1.3.1. Soil Respiration in Hummocks
 It has been shown previously that water table drawdown in ecosys model creates desiccation in the near-surface peat in hummocks [Dimitrov et al., 2010a, 2010b; Dimitrov, 2009], which was consistent with field observations of rapid drainage through the high macropore fraction of the fibric peat (Figure 1) [Lafleur et al., 2005a; Silins and Rothwell, 1998]. In this study we hypothesize that in hummocks decrease of near-surface microbial respiration through reducing microbial habitat with near-surface drying would be offset by the increase of microbial and root respiration at depth with water table drawdowns and improved aeration. Hereafter, this response is referred as a respiration offsetting mechanism in hummocks and is addressed by ecosys as follows. Increase of aqueous concentration of active microbial biomass with desiccation in the model results in microbial competitive inhibition [Grant, 2001; Lizama and Suzuki, 1991], which slows substrate decomposition (hydrolysis), thus reducing uptake of decomposition products by microbes in the most productive near-surface peat. Slower uptake decreases the active microbial biomass at near-surface, further slowing decomposition and thus promoting low respiration rates. As water table recedes, gaseous O2 diffusion increases at depth, which results in increased aqueous O2 concentrations, and shift from anaerobic to aerobic microbial respiration in above water table.
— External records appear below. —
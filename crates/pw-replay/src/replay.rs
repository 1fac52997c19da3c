// replay.rs — Read-only reconstruction of "what happened" under a plan.
//
// Projects the audit log onto the records citing a given plan hash
// (optionally narrowed by phase, tool, or seq range) and evaluates the
// closed finding set: tamper, determinism, authority, policy, evidence
// gaps. The engine invokes no tool handler, writes no file, and mutates
// no state — whatever it finds, it only reports.

use std::collections::HashMap;
use std::path::Path;
use std::sync::OnceLock;

use regex::Regex;

use pw_audit::{AuditLog, AuditRecord, ChainInvariant};
use pw_plan::{PlanError, PlanRegistry};

use crate::error::ReplayError;
use crate::findings::{Finding, FindingKind, ReplayVerdict};
use crate::integrity::AUDIT_LOG_FILE;

/// Optional narrowing of the projection.
#[derive(Debug, Clone, Default)]
pub struct ReplayFilters {
    pub phase: Option<String>,
    pub tool: Option<String>,
    pub seq_range: Option<(u64, u64)>,
}

impl ReplayFilters {
    fn admits(&self, record: &AuditRecord) -> bool {
        if let Some(phase) = &self.phase {
            if record.phase_id.as_deref() != Some(phase.as_str()) {
                return false;
            }
        }
        if let Some(tool) = &self.tool {
            if &record.tool != tool {
                return false;
            }
        }
        if let Some((lo, hi)) = self.seq_range {
            if record.seq < lo || record.seq > hi {
                return false;
            }
        }
        true
    }
}

fn phase_declaration() -> &'static Regex {
    static RE: OnceLock<Regex> = OnceLock::new();
    RE.get_or_init(|| Regex::new(r"(?m)^Phase\s+([A-Za-z0-9_.-]+):").unwrap())
}

/// Tools that mutate the working tree and therefore require plan authority.
const MUTATING_TOOLS: &[&str] = &["write_file", "bootstrap"];

/// Error-code prefix marking operations stopped by an admission gate.
const BLOCKED_PREFIX: &str = "POLICY_";

/// Replay the audit history of one plan.
pub fn replay(
    workspace_root: &Path,
    plan_hash: &str,
    filters: &ReplayFilters,
) -> Result<ReplayVerdict, ReplayError> {
    if !workspace_root.is_dir() {
        return Err(ReplayError::WorkspaceInvalid(workspace_root.to_path_buf()));
    }

    let mut findings = Vec::new();

    // Tamper first: a broken chain taints everything downstream.
    let log_path = workspace_root.join(AUDIT_LOG_FILE);
    let records = if log_path.exists() {
        let chain = AuditLog::verify_chain(&log_path)?;
        if let Some(failure) = chain.failure {
            let kind = match failure.invariant {
                ChainInvariant::RecordParseable => FindingKind::TamperUnparseableRecord,
                ChainInvariant::SeqMonotone => FindingKind::TamperSeqGap,
                ChainInvariant::HashChainIntact => FindingKind::TamperBrokenHashChain,
            };
            findings.push(Finding::new(kind, vec![failure.seq], failure.detail));
        }
        match AuditLog::read_all(&log_path) {
            Ok(records) => records,
            // Unparseable content is already a tamper finding; the
            // projection is simply empty.
            Err(_) => Vec::new(),
        }
    } else {
        Vec::new()
    };

    // Project onto this plan, under the filters.
    let projected: Vec<&AuditRecord> = records
        .iter()
        .filter(|r| r.plan_hash.as_deref() == Some(plan_hash))
        .filter(|r| filters.admits(r))
        .collect();

    // Authority: resolve the plan once; per-record findings reference it.
    // The registry is consulted strictly read-only: an unindexed hash is a
    // finding here, never an auto-registration (lookup on an indexed plan
    // touches no state).
    let mut registry = PlanRegistry::load(workspace_root)?;
    let resolution = if registry
        .state()
        .plan_index
        .contains_key(&plan_hash.to_lowercase())
    {
        registry.lookup(plan_hash)
    } else {
        Err(PlanError::NotIndexed(plan_hash.to_string()))
    };
    let plan = match resolution {
        Ok(lookup) => Some(lookup.plan),
        Err(err) => {
            let mutating: Vec<u64> = projected
                .iter()
                .filter(|r| MUTATING_TOOLS.contains(&r.tool.as_str()) && r.error_code.is_none())
                .map(|r| r.seq)
                .collect();
            if !mutating.is_empty() {
                let kind = match &err {
                    PlanError::StatusNotApproved(_) | PlanError::StatusWeakened(_) => {
                        FindingKind::AuthorityPlanNotApproved
                    }
                    _ => FindingKind::AuthorityPlanNotFound,
                };
                findings.push(Finding::new(kind, mutating, err.to_string()));
            }
            None
        }
    };

    // Phase authority and evidence gaps need the declared phase list.
    if let Some(plan) = &plan {
        let declared: Vec<String> = phase_declaration()
            .captures_iter(&plan.content)
            .map(|c| c[1].to_string())
            .collect();

        for record in &projected {
            if let Some(phase) = &record.phase_id {
                if !declared.contains(phase) {
                    findings.push(Finding::new(
                        FindingKind::AuthorityPhaseNotDeclared,
                        vec![record.seq],
                        format!("phase '{}' is not declared by the plan", phase),
                    ));
                }
            }
        }

        // Evidence gaps only make sense over the unfiltered projection.
        if filters.phase.is_none() && filters.tool.is_none() && filters.seq_range.is_none() {
            for phase in &declared {
                let covered = projected
                    .iter()
                    .any(|r| r.phase_id.as_deref() == Some(phase.as_str()));
                if !covered {
                    findings.push(Finding::new(
                        FindingKind::EvidenceGapMissingPhase,
                        Vec::new(),
                        format!("declared phase '{}' produced no records", phase),
                    ));
                }
            }
        }
    }

    // Determinism: identical (tool, phase, args_hash) must agree on results.
    let mut by_inputs: HashMap<(&str, Option<&str>, &str), Vec<&AuditRecord>> = HashMap::new();
    for record in &projected {
        if record.result_hash.is_some() {
            by_inputs
                .entry((
                    record.tool.as_str(),
                    record.phase_id.as_deref(),
                    record.args_hash.as_str(),
                ))
                .or_default()
                .push(record);
        }
    }
    let mut divergences: Vec<Finding> = Vec::new();
    for group in by_inputs.values() {
        for pair in group.windows(2) {
            let (a, b) = (pair[0], pair[1]);
            if a.result_hash != b.result_hash {
                divergences.push(Finding::new(
                    FindingKind::DivergenceIdenticalArgsDifferentResults,
                    vec![a.seq, b.seq],
                    format!(
                        "records {} and {} share tool/phase/args but disagree on results",
                        a.seq, b.seq
                    ),
                ));
            }
        }
    }
    divergences.sort_by_key(|f| f.seqs.clone());
    findings.extend(divergences);

    // Policy: blocked-by-gate records surface as violations, not execution.
    for record in &projected {
        if let Some(code) = &record.error_code {
            if code.starts_with(BLOCKED_PREFIX) {
                findings.push(Finding::new(
                    FindingKind::PolicyBlockedOperation,
                    vec![record.seq],
                    format!("operation blocked by policy ({})", code),
                ));
            }
        }
    }

    tracing::info!(
        plan_hash,
        records = projected.len(),
        findings = findings.len(),
        "replay evaluated"
    );
    Ok(ReplayVerdict::from_findings(
        findings,
        projected.len() as u64,
    ))
}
The transition from anaerobic to aerobic respiration results in higher energy yield, increasing microbial biomass growth, hence respiration. Vascular root respiration and moss rhizoid respiration also increase with increased root O2 uptake and increased root growth and densities, and a larger respiring root biomass.
1.3.2. Soil Respiration in Hollows
 We hypothesize that in hollows lack of near-surface desiccation [Dimitrov et al., 2010a, 2010b; Dimitrov, 2009] due to the thin fibric peat (Figure 1), together with improved aeration at depth would result in increased respiration with water table drawdown. However, this increase would be less than that in hummocks due to the waterlogged deep peat with predominating anaerobic respiration.
1.3.3. Aboveground Plant Respiration
 Shrubs would compensate for the near-surface drying through their deeper roots, thus maintaining conservative shrub water potential, productivity and aboveground respiration. However, a decrease in aboveground moss respiration in hummocks with declining moss water potential and productivity caused by the near-surface drying would largely offset increased hollow soil respiration.
1.3.4. Ecosystem Respiration
 As described above, increase of deep peat respiration with water table drawdown would be offset by concurrent decreases of near-surface soil respiration and aboveground plant respiration on hummocks, thus resulting in ecosystem respiration that is relatively unaffected by variations of water table.